England had already taken the lead, thanks to another Saka goal three minutes earlier, the first act in a short but sustained period of incision that sat this game down like a Vulcan death grip.
Ukraine had been doubling up on Saka since the first minute. The strategy was clear. Bring him in on his (hang on) left foot. Oh. Wait. Saka returned to his stronger side after 37 minutes and zipped a perfect flat dipping cross to the far post. Harry Kane bundled it in to extend England’s all-time scoring record.
Saka accomplished a few things during those three minutes. Most obviously, he saved an otherwise boring game. He kept England’s players from having to rely on their reserve energy reserves in a Sunday game in the middle of the season’s spring slog.
Mostly, he confirmed what was already obvious: he is now by far England’s best creative attacker, and their best hope, along with Jude Bellingham, of continuing to improve in the next 14 months and finally looking like a genuine champion team. Saka, 21, has eight goals and seven assists in 26 appearances for England. In his last seven games, he has three assists and four goals, three of which have come against France, Italy, and Germany.
Otherwise, this was mostly an exercise in maintaining appearances. England was slow at first. The day was uneventful. Ukraine was sluggish. Even the paper planes skittering down from the stands appeared uninterested. Harry Maguire moved at Triffid speed. Bellingham carried the ball well and looked like a footballing aristocrat, as he always does. James Maddison played well. He is a player who is all poise and head up passing, who has two speeds, strut and strut slightly faster, and who is basically made for this kind of occasion.
Ukraine sat in a tight 4-2-3-1 formation and waited. With 29 minutes gone, Saka was fouled for the third time, all on the right side, and began to prepare for that moment of crisis. And, of course, this was more than just a football game for Ukraine.
The anthem was one of the most moving heard at Wembley in recent memory. The blue and yellow shirts, the raised arms, the players gathered before kickoff behind a peace flag. Everything was very moving. To be honest, football also helped to smooth and enable the invasion of Ukraine in its own small way. There is some restitution to be made here. Gianni Infantino stood next to Vladimir Putin, telling the world how much he adored his new best friend. A World Cup contributed to the regime’s empowerment and strengthening. From the media on up, we all played an unwitting role in this. As a result, football has no direct influence over anything.
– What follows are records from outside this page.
use crate::api::{error_response, success_response};
use crate::logging::TraceId;
use crate::state::AppState;
use axum::extract::{Extension, State};
use axum::http::StatusCode;
use axum::response::IntoResponse;
use axum::routing::post;
use axum::{Json, Router};
use serde::Serialize;
use vigil_common::types::MetricDataPoint;

#[derive(Serialize)]
struct IngestResponse {
    accepted: usize,
    series: usize,
}

/// Feeds a batch of samples into the in-memory store read by the threshold
/// evaluator. Points without a timestamp are stamped with the receive time.
async fn ingest_metrics(
    Extension(trace_id): Extension<TraceId>,
    State(state): State<AppState>,
    Json(points): Json<Vec<MetricDataPoint>>,
) -> impl IntoResponse {
    if points.is_empty() {
        return error_response(StatusCode::BAD_REQUEST, &trace_id, "bad_request", "empty batch");
    }
    if let Some(bad) = points
        .iter()
        .find(|p| p.metric_name.trim().is_empty() || !p.value.is_finite())
    {
        let msg = format!("invalid data point for metric '{}'", bad.metric_name);
        return error_response(StatusCode::BAD_REQUEST, &trace_id, "bad_request", &msg);
    }

    let accepted = state.metrics.ingest_batch(points);
    tracing::debug!(accepted, "Metric batch ingested");
    success_response(
        StatusCode::OK,
        &trace_id,
        IngestResponse {
            accepted,
            series: state.metrics.series_count(),
        },
    )
}

pub fn routes() -> Router<AppState> {
    Router::new().route("/v1/metrics", post(ingest_metrics))
}
use chrono::{DateTime, NaiveTime, Utc};
use serde::{Deserialize, Serialize};
use vigil_common::matcher::{matches_all, LabelMatcher};
use vigil_common::types::{ActiveAlert, Severity};

/// Daily time-of-day window in UTC, inclusive at both ends.
#[derive(Debug, Clone, Copy, PartialEq, Eq, Serialize, Deserialize)]
pub struct TimeWindow {
    pub start: NaiveTime,
    pub end: NaiveTime,
}

impl TimeWindow {
    pub fn is_active(&self, now: DateTime<Utc>) -> bool {
        let current_time = now.time();
        if self.start <= self.end {
            current_time >= self.start && current_time <= self.end
        } else {
            // Overnight window (e.g., 23:00 - 03:00)
            current_time >= self.start || current_time <= self.end
        }
    }
}

/// When a channel accepts an alert. All set criteria must hold.
#[derive(Debug, Clone, Default, Serialize, Deserialize)]
pub struct NotificationCondition {
    /// Minimum severity; absent accepts every severity.
    #[serde(default)]
    pub severity: Option<Severity>,
    #[serde(default)]
    pub matchers: Vec<LabelMatcher>,
    #[serde(default)]
    pub time_window: Option<TimeWindow>,
    /// Minimum spacing between two notifications for the same alert on
    /// this channel.
    #[serde(default)]
    pub min_interval_secs: u64,
}

impl NotificationCondition {
    pub fn matches(&self, alert: &ActiveAlert, now: DateTime<Utc>) -> bool {
        self.severity.map_or(true, |min| alert.severity >= min)
            && matches_all(&self.matchers, &alert.labels)
            && self.time_window.map_or(true, |w| w.is_active(now))
    }

    /// Compiles regex matchers loaded from configuration.
    pub fn compile(&mut self) -> Result<(), regex::Error> {
        self.matchers.iter_mut().try_for_each(LabelMatcher::compile)
    }
}

/// Selects the conditions of a channel that accept `alert`.
///
/// A channel without conditions accepts everything with no minimum interval;
/// otherwise the strictest `min_interval_secs` among matching conditions
/// applies. `None` means the channel does not accept the alert.
pub fn route(
    conditions: &[NotificationCondition],
    alert: &ActiveAlert,
    now: DateTime<Utc>,
) -> Option<u64> {
    if conditions.is_empty() {
        return Some(0);
    }
    conditions
        .iter()
        .filter(|c| c.matches(alert, now))
        .map(|c| c.min_interval_secs)
        .max()
}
But there is a sense of being in the wrong place, of being played, goosed, and made to sit up and beg by a warmongering despot. Russia was playing Iraq at the Gazprom Arena in Saint Petersburg as the game at Wembley began. The normalization process has resumed. At Wembley, they did play Where Is the Love by the Black Eyed Peas at halftime, so there was that.
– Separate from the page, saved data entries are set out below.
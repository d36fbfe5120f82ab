use crate::error::{AlertError, Result};
use chrono::{DateTime, Utc};
use parking_lot::{RwLock, RwLockWriteGuard};
use serde::Deserialize;
use std::collections::{BTreeMap, HashMap};
use vigil_common::types::{ActiveAlert, AlertState, EventType, Severity};

/// Filter for [`AlertStore::list`]. `source` matches a rule ID or rule name.
#[derive(Debug, Clone, Default, Deserialize)]
pub struct AlertFilter {
    #[serde(default)]
    pub state: Option<AlertState>,
    #[serde(default)]
    pub severity: Option<Severity>,
    #[serde(default)]
    pub source: Option<String>,
}

impl AlertFilter {
    fn matches(&self, alert: &ActiveAlert) -> bool {
        self.state.map_or(true, |s| alert.state == s)
            && self.severity.map_or(true, |s| alert.severity == s)
            && self
                .source
                .as_deref()
                .map_or(true, |s| alert.rule_id == s || alert.rule_name == s)
    }
}

/// Live alert registry keyed by fingerprint.
///
/// Holds at most one entry per fingerprint. Every mutation goes through the
/// single write lock; listing copies entries out so callers never iterate a
/// map that is being changed.
#[derive(Default)]
pub struct AlertStore {
    alerts: RwLock<HashMap<String, ActiveAlert>>,
}

impl AlertStore {
    pub fn new() -> Self {
        Self::default()
    }

    pub(crate) fn write(&self) -> RwLockWriteGuard<'_, HashMap<String, ActiveAlert>> {
        self.alerts.write()
    }

    pub fn get(&self, fingerprint: &str) -> Option<ActiveAlert> {
        self.alerts.read().get(fingerprint).cloned()
    }

    /// Snapshot of matching alerts, most recently started first.
    pub fn list(&self, filter: &AlertFilter) -> Vec<ActiveAlert> {
        let mut alerts: Vec<ActiveAlert> = self
            .alerts
            .read()
            .values()
            .filter(|a| filter.matches(a))
            .cloned()
            .collect();
        alerts.sort_by(|a, b| {
            b.starts_at
                .cmp(&a.starts_at)
                .then_with(|| a.fingerprint.cmp(&b.fingerprint))
        });
        alerts
    }

    pub fn len(&self) -> usize {
        self.alerts.read().len()
    }

    pub fn is_empty(&self) -> bool {
        self.alerts.read().is_empty()
    }

    pub fn count_for_rule(&self, rule_id: &str) -> usize {
        self.alerts
            .read()
            .values()
            .filter(|a| a.rule_id == rule_id)
            .count()
    }

    /// Drops every alert produced by `rule_id`, whatever its state.
    pub fn remove_for_rule(&self, rule_id: &str) -> usize {
        let mut alerts = self.alerts.write();
        let before = alerts.len();
        alerts.retain(|_, a| a.rule_id != rule_id);
        before - alerts.len()
    }

    /// Removes resolved alerts whose `ends_at` is older than `cutoff`.
    /// Pending, firing and suppressed alerts are never removed.
    pub fn purge_resolved_before(&self, cutoff: DateTime<Utc>) -> usize {
        let mut alerts = self.alerts.write();
        let before = alerts.len();
        alerts.retain(|_, a| {
            !(a.state == AlertState::Resolved && a.ends_at.is_some_and(|ends| ends < cutoff))
        });
        before - alerts.len()
    }

    /// Records an operator acknowledgement. The alert state is unchanged.
    pub fn acknowledge(
        &self,
        fingerprint: &str,
        user: &str,
        now: DateTime<Utc>,
    ) -> Result<ActiveAlert> {
        let mut alerts = self.alerts.write();
        let alert = alerts
            .get_mut(fingerprint)
            .ok_or_else(|| AlertError::AlertNotFound(fingerprint.to_string()))?;
        alert.acknowledged_by = Some(user.to_string());
        alert.acknowledged_at = Some(now);
        alert.record(
            now,
            EventType::Acknowledged,
            format!("Alert acknowledged by {user}"),
            None,
            Some(user),
        );
        Ok(alert.clone())
    }

    /// Forces an alert into `Resolved` regardless of its condition.
    ///
    /// Returns the updated alert and whether the edge should be dispatched:
    /// only pending or firing alerts announce their resolution. Resolving an
    /// already resolved alert changes nothing.
    pub fn resolve(
        &self,
        fingerprint: &str,
        user: &str,
        now: DateTime<Utc>,
    ) -> Result<(ActiveAlert, bool)> {
        let mut alerts = self.alerts.write();
        let alert = alerts
            .get_mut(fingerprint)
            .ok_or_else(|| AlertError::AlertNotFound(fingerprint.to_string()))?;
        if alert.state == AlertState::Resolved {
            return Ok((alert.clone(), false));
        }
        let announce = matches!(alert.state, AlertState::Pending | AlertState::Firing);
        alert.state = AlertState::Resolved;
        alert.ends_at = Some(now);
        alert.resolved_by = Some(user.to_string());
        alert.inhibited = false;
        alert.inhibited_by.clear();
        alert.record(
            now,
            EventType::Resolved,
            format!("Alert manually resolved by {user}"),
            None,
            Some(user),
        );
        Ok((alert.clone(), announce))
    }

    /// Appends an `Escalated` event and counts it as a notification.
    /// Returns `false` when the alert no longer exists.
    pub fn record_escalation(
        &self,
        fingerprint: &str,
        description: &str,
        now: DateTime<Utc>,
    ) -> bool {
        let mut alerts = self.alerts.write();
        let Some(alert) = alerts.get_mut(fingerprint) else {
            return false;
        };
        alert.record(now, EventType::Escalated, description, None, None);
        alert.last_notified = Some(now);
        alert.notification_count += 1;
        true
    }

    pub fn count_by_state(&self) -> BTreeMap<String, usize> {
        let mut counts = BTreeMap::new();
        for alert in self.alerts.read().values() {
            *counts.entry(alert.state.to_string()).or_insert(0) += 1;
        }
        counts
    }

    pub fn count_by_severity(&self) -> BTreeMap<String, usize> {
        let mut counts = BTreeMap::new();
        for alert in self.alerts.read().values() {
            *counts.entry(alert.severity.to_string()).or_insert(0) += 1;
        }
        counts
    }
}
England will not play again until the high summer double header. However, by the end, it appeared that progress had been made. Southgate’s treatment of Saka is reminiscent of a parable. England cannot take credit for his advancement. Southgate, on the other hand, has been touching and supportive while applying just the right amount of galvanizing pressure to his player. It now feels like one of the most important relationships in this team, just as Saka himself is crucial to what can be accomplished from here.